Medical Policy Group, December 2017. Annual Coding Update 2018. Added new CPT code 38222 effective 1/1/18 to the Current Coding section. Updated verbiage for revised CPT codes 38220 and 38221.

Medical Policy Panel, January 2018

Medical Policy Group, January 2018 (7): Updates to Description, Key Points, and References.  No change to policy statement.

Medical Policy Panel, January 2019

Medical Policy Group, February 2019 (3): 2019 Updates to Key Points, References and Key Words: added: Paranasal Sinus Cancer. No changes to policy statement or intent. Removed effective dates in coding section from 2012.

Medical Policy Panel, January 2020

Medical Policy Group, February 2020 (3): 2020 Updates to Description, Key Points, Practice Guidelines and Position Statements, and References. No changes to policy statement or intent.

Medical Policy Panel, January 2021

Medical Policy Group, February 2021 (3): 2021 Updates to Key Points, Practice Guidelines and Position Statements, and References. Policy statement updated to remove “not medically necessary,” no change to policy statement or intent.

Medical Policy Panel, January 2022

Medical Policy Group, February 2022 (3) 2022 Updates to Key Points, Practice Guidelines and Position Statements, and References. No changes to policy statement or intent.                                                                                                                          

This medical policy is not an authorization, certification, explanation of benefits, or a contract. Eligibility and benefits are determined on a case-by-case basis according to the terms of the member’s plan in effect as of the date services are rendered. All medical policies are based on (i) research of current medical literature and (ii) review of common medical practices in the treatment and diagnosis of disease as of the date hereof. Physicians and other providers are solely responsible for all aspects of medical care and treatment, including the type, quality, and levels of care and treatment.

This policy is intended to be used for adjudication of claims (including pre-admission certification, pre-determinations, and pre-procedure review) in Blue Cross and Blue Shield’s administration of plan contracts.

The plan does not approve or deny procedures, services, testing, or equipment for our members. Our decisions concern coverage only. The decision of whether or not to have a certain test, treatment or procedure is one made between the physician and his/her patient. The plan administers benefits based on the member’s contract and corporate medical policies. Physicians should always exercise their best medical judgment in providing the care they feel is most appropriate for their patients.
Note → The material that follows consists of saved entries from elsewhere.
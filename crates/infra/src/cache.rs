//! Disposable on-hand stock cache.
//!
//! The cache holds the running totals the admission paths consult between
//! reconcile passes. It is a convenience view over the event streams, never a
//! source of truth: any entry can be rebuilt by replaying the ledgers, and
//! `replace_all` does exactly that wholesale.

use std::collections::HashMap;
use std::sync::{Arc, RwLock};

use serde::{Deserialize, Serialize};
use thiserror::Error;

use botica_core::ItemId;

/// One cached stock line: identity plus running ledger totals.
///
/// `stale` marks an entry whose totals may lag the ledgers (an adjustment was
/// lost, or a ledger record was removed out-of-band). Stale entries are still
/// served for reads, but admission fast-paths must not trust them.
#[derive(Debug, Clone, PartialEq, Eq, Serialize, Deserialize)]
pub struct StockLevel {
    pub item_id: ItemId,
    pub name: String,
    pub unit_price: Option<u64>,
    pub restocked_total: i64,
    pub dispensed_total: i64,
    pub stale: bool,
}

impl StockLevel {
    /// Derived on-hand quantity. Raw: a drifted cache can report a negative
    /// value here, and callers that surface quantities clamp it.
    pub fn on_hand(&self) -> i64 {
        self.restocked_total - self.dispensed_total
    }
}

#[derive(Debug, Error)]
pub enum CacheError {
    #[error("cache lock poisoned")]
    Poisoned,
}

/// Keyed store for cached stock levels.
///
/// Writes return `Result` so callers can observe a failed update and mark the
/// affected entry dirty instead of silently diverging from the ledgers.
pub trait InventoryCache: Send + Sync {
    fn get(&self, item_id: ItemId) -> Option<StockLevel>;

    fn upsert(&self, level: StockLevel) -> Result<(), CacheError>;

    /// Apply a signed quantity delta to an entry's running totals.
    ///
    /// Positive deltas add to `restocked_total`, negative deltas add to
    /// `dispensed_total`. A missing entry is created stale with only this
    /// delta, since its prior history is unknown until the next reconcile.
    /// Does not clear an existing stale flag.
    fn adjust(&self, item_id: ItemId, delta: i64) -> Result<(), CacheError>;

    /// Flag an entry as possibly out of sync with the ledgers.
    fn mark_stale(&self, item_id: ItemId) -> Result<(), CacheError>;

    /// Atomically swap the entire cache contents for freshly reconciled
    /// levels. Clears all staleness.
    fn replace_all(&self, levels: Vec<StockLevel>) -> Result<(), CacheError>;

    fn list(&self) -> Vec<StockLevel>;
}

impl<C> InventoryCache for Arc<C>
where
    C: InventoryCache + ?Sized,
{
    fn get(&self, item_id: ItemId) -> Option<StockLevel> {
        (**self).get(item_id)
    }

    fn upsert(&self, level: StockLevel) -> Result<(), CacheError> {
        (**self).upsert(level)
    }

    fn adjust(&self, item_id: ItemId, delta: i64) -> Result<(), CacheError> {
        (**self).adjust(item_id, delta)
    }

    fn mark_stale(&self, item_id: ItemId) -> Result<(), CacheError> {
        (**self).mark_stale(item_id)
    }

    fn replace_all(&self, levels: Vec<StockLevel>) -> Result<(), CacheError> {
        (**self).replace_all(levels)
    }

    fn list(&self) -> Vec<StockLevel> {
        (**self).list()
    }
}

/// In-memory cache for tests/dev.
#[derive(Debug, Default)]
pub struct InMemoryInventoryCache {
    inner: RwLock<HashMap<ItemId, StockLevel>>,
}

impl InMemoryInventoryCache {
    pub fn new() -> Self {
        Self::default()
    }
}

impl InventoryCache for InMemoryInventoryCache {
    fn get(&self, item_id: ItemId) -> Option<StockLevel> {
        let map = self.inner.read().ok()?;
        map.get(&item_id).cloned()
    }

    fn upsert(&self, level: StockLevel) -> Result<(), CacheError> {
        let mut map = self.inner.write().map_err(|_| CacheError::Poisoned)?;
        map.insert(level.item_id, level);
        Ok(())
    }

    fn adjust(&self, item_id: ItemId, delta: i64) -> Result<(), CacheError> {
        let mut map = self.inner.write().map_err(|_| CacheError::Poisoned)?;
        let entry = map.entry(item_id).or_insert_with(|| StockLevel {
            item_id,
            name: String::new(),
            unit_price: None,
            restocked_total: 0,
            dispensed_total: 0,
            stale: true,
        });

        if delta >= 0 {
            entry.restocked_total += delta;
        } else {
            entry.dispensed_total += -delta;
        }
        Ok(())
    }

    fn mark_stale(&self, item_id: ItemId) -> Result<(), CacheError> {
        let mut map = self.inner.write().map_err(|_| CacheError::Poisoned)?;
        if let Some(entry) = map.get_mut(&item_id) {
            entry.stale = true;
        }
        Ok(())
    }

    fn replace_all(&self, levels: Vec<StockLevel>) -> Result<(), CacheError> {
        let mut map = self.inner.write().map_err(|_| CacheError::Poisoned)?;
        *map = levels
            .into_iter()
            .map(|level| (level.item_id, StockLevel { stale: false, ..level }))
            .collect();
        Ok(())
    }

    fn list(&self) -> Vec<StockLevel> {
        let map = match self.inner.read() {
            Ok(m) => m,
            Err(_) => return vec![],
        };
        map.values().cloned().collect()
    }
}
Needed care should not be delayed or refused because of a coverage determination.

As a general rule, benefits are payable under health plans only in cases of medical necessity and only if services or supplies are not investigational, provided the customer group contracts have such coverage.

The following Association Technology Evaluation Criteria must be met for a service/supply to be considered for coverage:

1. The technology must have final approval from the appropriate government regulatory bodies;

2. The scientific evidence must permit conclusions concerning the effect of the technology on health outcomes;

3. The technology must improve the net health outcome;

4. The technology must be as beneficial as any established alternatives;

5. The improvement must be attainable outside the investigational setting.

 

Medical Necessity means that health care services (e.g., procedures, treatments, supplies, devices, equipment, facilities or drugs) that a physician, exercising prudent clinical judgment, would provide to a patient for the purpose of preventing, evaluating, diagnosing or treating an illness, injury or disease or its symptoms, and that are:

1. In accordance with generally accepted standards of medical practice; and

2. Clinically appropriate in terms of type, frequency, extent, site and duration and considered effective for the patient’s illness, injury or disease; and

3. Not primarily for the convenience of the patient, physician or other health care provider; and

4. Not more costly than an alternative service or sequence of services at least as likely to produce equivalent therapeutic or diagnostic results as to the diagnosis or treatment of that patient’s illness, injury or disease.